The first steps in creating this script is to have a set of functions that can easily be used to set the entries in a config file.  I would use this script in all my projects that needed to have the ability to set connection and application settings.  This library of useful functions will be called Xml-Config.ps1

function Set-ConnectionString([string]$fileName, [string]$outFileName, [string]$name, [string]$value)
{

    # Load the config file up in memory
    [xml]$a = get-content $fileName;

    # Find the connection string to change
    $a.configuration.connectionstrings.selectsinglenode("add[@name='" + $name + "']")
       .connectionString = $value

    # Write it out to the new file
    Format-XML $a | out-file $outFileName
}
function Set-ConnectionString
([string]$fileName, [string]$outFileName, [string]$name, [string]$value)
{

    # Load the config file up in memory
    [xml]$a = get-content $fileName;

    # Find the cennection string to change
    $a.configuration.connectionstrings.selectsinglenode("add[@name='" + $name + "']")
             .connectionString = $value

    # Write it out to the new file
    Format-XML $a | out-file $outFileName
}
function Set-ApplicationSetting 
([string]$fileName, [string]$outFileName, [string]$name, [string]$value)
{

    # Load the config file up in memory
    [xml]$a = get-content $fileName;

    # Find the app settings item to change
    $a.configuration.appSettings.selectsinglenode("add[@key='" + $name + "']").value = $value

    # Write it out to the new file
    Format-XML $a | out-file $outFileName
}
function Format-XML ([xml]$xml, $indent=2) 
{ 
    $StringWriter = New-Object System.IO.StringWriter 
    $XmlWriter = New-Object System.XMl.XmlTextWriter $StringWriter 
    $xmlWriter.Formatting = "indented" 
    $xmlWriter.Indentation = $Indent 
    $xml.WriteContentTo($XmlWriter) 
    $XmlWriter.Flush() 
    $StringWriter.Flush() 
    Write-Output $StringWriter.ToString() 
}

Next I needed a script file that was specific to the software project.  I wouldn’t be re-using this script from project to project as it has very specific details that only apply to one project.  For example a software project might have a web.config for the web application but an app.config for a windows service.  It would be the job of this second script to know where these configs are located and tie the property values to the functions above.  In the following example the web.config has two settings that I want to change at deployment time (connection string and application setting).  These settings will be different for Test, Build and Development environments.  This script will be called dev.ps1.

dev.ps1

param([string]$propertyFile)

$workDir = Get-Location
. $workDir\Xml-Config.ps1
. $workDir\$propertyFile.ps1

# Change the connection string
Set-ConnectionString "web.config" "FMS_DB" $connectionString

# Change the app setting for the path to the backups
Set-ApplicationSetting "web.config" "DatabaseBackupRoot" $backupPath

Next I needed to create the property files that represented each environment. The following property file was called Test.ps1.

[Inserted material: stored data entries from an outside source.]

use miette::Diagnostic;
use thiserror::Error;

use crate::{
    date::{convert_date, DateError},
    stats::{find_max, find_min, mean, Extreme, StatsError},
    units::{format_temperature, Celsius, Fahrenheit},
    WeatherDataset,
};

#[derive(Debug, Error, Diagnostic)]
pub enum SummaryError {
    #[error(transparent)]
    #[diagnostic(transparent)]
    Date(#[from] DateError),
    #[error(transparent)]
    #[diagnostic(transparent)]
    Stats(#[from] StatsError),
}

/// Multi-day overview: extremes with the day they occur on, then averages.
///
/// ```text
/// 2 Day Overview
///   The lowest temperature will be 1.1°C, and will occur on Monday 05 July 2021.
///   The highest temperature will be 16.7°C, and will occur on Tuesday 06 July 2021.
///   The average low this week is 2.2°C.
///   The average high this week is 15.3°C.
/// ```
///
/// An empty dataset has no extremes and fails with [`StatsError::EmptyInput`].
pub fn generate_summary(dataset: &WeatherDataset) -> Result<String, SummaryError> {
    let min_temps = dataset.min_temps();
    let max_temps = dataset.max_temps();

    let coldest = find_min(&min_temps).ok_or(StatsError::EmptyInput)?;
    let hottest = find_max(&max_temps).ok_or(StatsError::EmptyInput)?;

    let lines = [
        format!("{} Day Overview", dataset.len()),
        format!(
            "  The lowest temperature will be {}, and will occur on {}.",
            celsius(coldest.value),
            day_of(dataset, coldest)?
        ),
        format!(
            "  The highest temperature will be {}, and will occur on {}.",
            celsius(hottest.value),
            day_of(dataset, hottest)?
        ),
        format!(
            "  The average low this week is {}.",
            format_temperature(Celsius::from(Fahrenheit(mean(&min_temps)?)))
        ),
        format!(
            "  The average high this week is {}.",
            format_temperature(Celsius::from(Fahrenheit(mean(&max_temps)?)))
        ),
    ];

    Ok(join_lines(&lines))
}

/// One block per day, in dataset order, each followed by a blank line.
pub fn generate_daily_summary(dataset: &WeatherDataset) -> Result<String, SummaryError> {
    let mut lines = Vec::with_capacity(dataset.len() * 4);
    for record in dataset {
        lines.push(format!("---- {} ----", convert_date(&record.date)?));
        lines.push(format!(
            "  Minimum Temperature: {}",
            celsius(record.min_temp_f)
        ));
        lines.push(format!(
            "  Maximum Temperature: {}",
            celsius(record.max_temp_f)
        ));
        lines.push(String::new());
    }

    Ok(join_lines(&lines))
}

fn celsius(fahrenheit: i32) -> String {
    format_temperature(Celsius::from(Fahrenheit(fahrenheit.into())))
}

fn day_of(dataset: &WeatherDataset, extreme: Extreme<i32>) -> Result<String, SummaryError> {
    let record = dataset
        .records
        .get(extreme.index)
        .ok_or(StatsError::NotFound)?;
    Ok(convert_date(&record.date)?)
}

fn join_lines(lines: &[String]) -> String {
    let mut out = String::with_capacity(lines.iter().map(|line| line.len() + 1).sum());
    for line in lines {
        out.push_str(line);
        out.push('\n');
    }
    out
}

[string]$connectionString = "Data Source=(local); Database=FMS_TST; Integrated Security=true;"
[string]$backupPath = "c:\data\test"

So now the dev.ps1 script can be called passing in the environment that is being deployed.  In the following example the Test environment is being deployed. 

./dev.ps1 -propertyFile Test

Conclusion

I have shown you a simple way to use powershell to easily configure your application by using property files.  This technique can also be used in the automated build process to set the configuration before running integration tests.  I plan on expanding on this technique and exposing functions to set other frequently used configuration settings (logging details, WCF Endpoints, Other XML configurations).  Powershell is very powerful and makes automating complex tasks easier with less code.  In my command line console applications that performed the same function it would take a lot more lines of code to achieve the same results.